Eruptions at Kilauea generally occur either from the collapsed summit or along either of the long East and Southwest rift areas that extend from the summit and run roughly parallel to the island's coastline. Recently, eruptions have been virtually continuous, with many of the lava flows reaching the Pacific. Roughly 90% of the surface of Kilauea made up of lava flows less than 1,100 years old, with 70% of the surface less than 600 years of age.

There have been 45 eruptions of Kilauea in the 20th century. The Mauna Ulu eruption of Kilauea began on May 24, 1969 and stopped on July 22, 1974. At the time, Mauna Ulu was the unquestionably the longest flank eruption of any Hawaiian volcano ever recorded. This eruption formed a new vent that covered huge amounts of land with lava, and added new land to the island. The Mauna Ulu eruption first started as a fissure between two craters where the Mauna Ulu shield would form. Initially, fountains of lava burst out as much as 1772 ft high. In 1973, an earthquake occurred that caused Kilauea to quit erupting near the original Mauna Ulu site and instead erupted near the craters Pauahi and Hiiaka. However, the eruption site soon returned to its normal flow. The 1990 lava flow was notable for its destruction of property.

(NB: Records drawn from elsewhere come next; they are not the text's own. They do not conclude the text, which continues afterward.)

use tracing::debug;

use super::LayoutState;

#[derive(Debug, Clone, Copy, PartialEq, Eq)]
enum Visit {
    New,
    OnStack,
    Done,
}

/// Depth-first search from the entry, then from every node not reached yet in
/// id order. Edges into a node still on the stack close a cycle and are
/// marked as loop edges; every other edge is kept in the DAG subset. Nodes
/// are appended to `block_order` when they leave the stack.
pub(super) fn remove_cycles(state: &mut LayoutState) {
    let count = state.nodes.len();
    let mut visit = vec![Visit::New; count];
    // (node, next position in its edge list)
    let mut stack: Vec<(usize, usize)> = Vec::new();
    let mut discovered = 0usize;
    let mut loop_edges = 0usize;

    let starts = std::iter::once(state.entry).chain(0..count);
    for start in starts {
        if visit[start] != Visit::New {
            continue;
        }
        visit[start] = Visit::OnStack;
        state.nodes[start].discovery = discovered;
        discovered += 1;
        stack.push((start, 0));

        while let Some(top) = stack.last_mut() {
            let (node, position) = *top;
            let Some(&edge_idx) = state.nodes[node].out_edges.get(position) else {
                stack.pop();
                visit[node] = Visit::Done;
                state.block_order.push(node);
                continue;
            };
            top.1 += 1;

            let Some(target) = state.edges[edge_idx].to else {
                continue;
            };
            match visit[target] {
                Visit::New => {
                    state.nodes[node].dag_edges.push(target);
                    visit[target] = Visit::OnStack;
                    state.nodes[target].discovery = discovered;
                    discovered += 1;
                    stack.push((target, 0));
                }
                Visit::Done => state.nodes[node].dag_edges.push(target),
                Visit::OnStack => {
                    state.edges[edge_idx].is_loop = true;
                    loop_edges += 1;
                }
            }
        }
    }

    debug!(nodes = count, loop_edges, "cycle removal finished");
}

/// Longest-path layering over the DAG subset: every DAG edge goes at least one
/// row down and roots sit in row 0.
pub(super) fn assign_rows(state: &mut LayoutState) {
    for position in (0..state.block_order.len()).rev() {
        let node = state.block_order[position];
        let next_row = state.nodes[node].row + 1;
        for idx in 0..state.nodes[node].dag_edges.len() {
            let target = state.nodes[node].dag_edges[idx];
            let row = &mut state.nodes[target].row;
            *row = (*row).max(next_row);
        }
    }
    state.rows = state
        .nodes
        .iter()
        .map(|node| node.row + 1)
        .max()
        .unwrap_or(0);
    debug!(rows = state.rows, "rows assigned");
}

/// Claim tree children: a DAG target exactly one row down that has no parent
/// yet becomes a child of the first node (in topological order) reaching it.
pub(super) fn select_tree_edges(state: &mut LayoutState) {
    let mut tree_edges = 0usize;
    for position in (0..state.block_order.len()).rev() {
        let node = state.block_order[position];
        let child_row = state.nodes[node].row + 1;
        for idx in 0..state.nodes[node].dag_edges.len() {
            let target = state.nodes[node].dag_edges[idx];
            if state.nodes[target].row == child_row && state.nodes[target].parent.is_none() {
                state.nodes[target].parent = Some(node);
                state.nodes[node].tree_edges.push(target);
                tree_edges += 1;
            }
        }
    }
    debug!(tree_edges, "spanning forest selected");
}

2008 Summit Crater Explosion

Around 2 A.M. on March 19, 2008, Halemaumau saw its first explosive episode since 1924, and the first eruption in the caldera since 1982. A steam vent that had just recently opened in area violently exploded, setting off a magnitude 3.7 earthquake, throwing rocks over a 75 acre region. A small amount of ash was also seen in a nearby town. The explosion debris covered part of Crater Rim Drive and damaged Halemaumau overlook. The explosion did not spew lava, which tells scientists that it was caused by hydrothermal or gas sources.

The explosion came after increased sulfur dioxide levels from the crater. The serious increase of sulfur dioxide gas caused closures of many roads and hiking trails namely; Crater Rim Drive, Chain of Craters Road, and the Crater Rim Trail from Kilauea Military Camp to Chain of Craters Road, and all hiking trails leading to the crater, including those from Byron Ledge, Sandalwood Trail, and the Kau Desert Trail.

Just before dawn on March 24, 2008, white gas ejection changed to brown-gray ash, and lava particles were thrown from the vent, forming Pele's Hair, Pele's Tears, and 4-inch lava spatters around the vent. This is the first time fresh lava has been thrown in the crater since 1982.